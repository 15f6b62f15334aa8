use crate::model::{Anchor, PartData};
use serde::Serialize;

/// Absolute position of one node of a resolved tree
#[derive(Clone, Debug, PartialEq, Eq, Serialize)]
pub struct Placement {
    /// Image to draw; empty for grouping nodes
    pub image_path: String,
    /// Left edge in pixels
    pub x: i64,
    /// Top edge in pixels
    pub y: i64,
    /// Drawn width in pixels
    pub width: u32,
    /// Drawn height in pixels
    pub height: u32,
    /// Point where the node's socket meets its parent's anchor
    pub socket: [i64; 2],
    /// Whether the image is mirrored left to right
    pub flip_x: bool,
    /// Whether the image is mirrored top to bottom
    pub flip_y: bool,
    /// Distance from the root, which is level zero
    pub level: usize,
    /// Whether the node was attached behind its parent
    pub behind: bool,
}

impl Placement {
    /// Whether this node has an image to draw
    pub fn is_drawable(&self) -> bool {
        !self.image_path.is_empty()
    }

    /// Right edge in pixels, exclusive
    pub fn right(&self) -> i64 {
        self.x + i64::from(self.width)
    }

    /// Bottom edge in pixels, exclusive
    pub fn bottom(&self) -> i64 {
        self.y + i64::from(self.height)
    }
}

/// Pixel rectangle enclosing a set of placements
#[derive(Clone, Copy, Debug, PartialEq, Eq)]
pub struct Bounds {
    /// Leftmost column, inclusive
    pub min_x: i64,
    /// Topmost row, inclusive
    pub min_y: i64,
    /// Rightmost column, exclusive
    pub max_x: i64,
    /// Bottom row, exclusive
    pub max_y: i64,
}

impl Bounds {
    /// Width in pixels
    pub const fn width(&self) -> i64 {
        self.max_x - self.min_x
    }

    /// Height in pixels
    pub const fn height(&self) -> i64 {
        self.max_y - self.min_y
    }
}

/// Lay out a resolved tree in draw order
///
/// The root's socket is placed at `origin`. Each node is visited as: its
/// children attached behind it (`z_delta < 0`), then the node itself, then
/// the remaining children, each group in attachment order. Grouping nodes
/// are included so callers can see their sockets; check
/// [`Placement::is_drawable`] before drawing. Anchor and socket fractions are
/// floored to whole part units before scaling.
pub fn layout(part: &PartData, origin: [i64; 2], scale: u32) -> Vec<Placement> {
    let mut placements = Vec::with_capacity(part.node_count());
    place(part, origin, scale, 0, false, &mut placements);
    placements
}

fn place(
    part: &PartData,
    attach: [i64; 2],
    scale: u32,
    level: usize,
    behind: bool,
    placements: &mut Vec<Placement>,
) {
    let origin = part.origin_at(attach, scale);
    let [x, y] = origin;
    let child_attach = |anchor: &Anchor| part.anchor_at(origin, anchor, scale);

    for child in part.subparts().iter().filter(|child| child.anchor.is_behind()) {
        place(
            &child.part,
            child_attach(&child.anchor),
            scale,
            level + 1,
            true,
            placements,
        );
    }

    placements.push(Placement {
        image_path: part.image_path().to_string(),
        x,
        y,
        width: part.width().saturating_mul(scale),
        height: part.height().saturating_mul(scale),
        socket: attach,
        flip_x: part.flip_x(),
        flip_y: part.flip_y(),
        level,
        behind,
    });

    for child in part.subparts().iter().filter(|child| !child.anchor.is_behind()) {
        place(
            &child.part,
            child_attach(&child.anchor),
            scale,
            level + 1,
            false,
            placements,
        );
    }
}

/// Smallest rectangle containing every drawable placement
///
/// Returns `None` when nothing is drawable.
pub fn bounds(placements: &[Placement]) -> Option<Bounds> {
    placements
        .iter()
        .filter(|placement| placement.is_drawable())
        .fold(None, |acc: Option<Bounds>, placement| {
            let bounds = acc.map_or(
                Bounds {
                    min_x: placement.x,
                    min_y: placement.y,
                    max_x: placement.right(),
                    max_y: placement.bottom(),
                },
                |bounds| Bounds {
                    min_x: bounds.min_x.min(placement.x),
                    min_y: bounds.min_y.min(placement.y),
                    max_x: bounds.max_x.max(placement.right()),
                    max_y: bounds.max_y.max(placement.bottom()),
                },
            );
            Some(bounds)
        })
}
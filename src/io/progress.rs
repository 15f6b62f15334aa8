//! Progress display for exhaustive variant export

use crate::io::configuration::PROGRESS_BAR_WIDTH;
use indicatif::{ProgressBar, ProgressStyle};
use std::sync::LazyLock;

static VARIANT_STYLE: LazyLock<ProgressStyle> = LazyLock::new(|| {
    ProgressStyle::default_bar()
        .template(&format!(
            "[{{elapsed_precise}}] {{msg}} [{{bar:{PROGRESS_BAR_WIDTH}.cyan/blue}}] {{pos}}/{{len}}"
        ))
        .unwrap_or_else(|_| ProgressStyle::default_bar())
        .progress_chars("█▉▊▋▌▍▎▏ ")
});

/// Tracks how many variants have been written
///
/// Draws nothing when created hidden, so callers can report unconditionally.
pub struct ProgressManager {
    bar: ProgressBar,
}

impl ProgressManager {
    /// Create a visible progress bar for `total` variants of `pattern`
    pub fn new(pattern: &str, total: u64) -> Self {
        let bar = ProgressBar::new(total);
        bar.set_style(VARIANT_STYLE.clone());
        bar.set_message(pattern.to_string());
        Self { bar }
    }

    /// Create a progress tracker that never draws
    pub fn hidden(total: u64) -> Self {
        let bar = ProgressBar::hidden();
        bar.set_length(total);
        Self { bar }
    }

    /// Record one written variant
    pub fn advance(&self) {
        self.bar.inc(1);
    }

    /// Variants recorded so far
    pub fn position(&self) -> u64 {
        self.bar.position()
    }

    /// Clean up the display
    pub fn finish(&self) {
        self.bar.finish_and_clear();
    }
}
----
> YOUR INSTRUCTIONS: Determine the number of lines in the listing that contain the string "None". Write that number and nothing else.

> TASK ANSWER: 2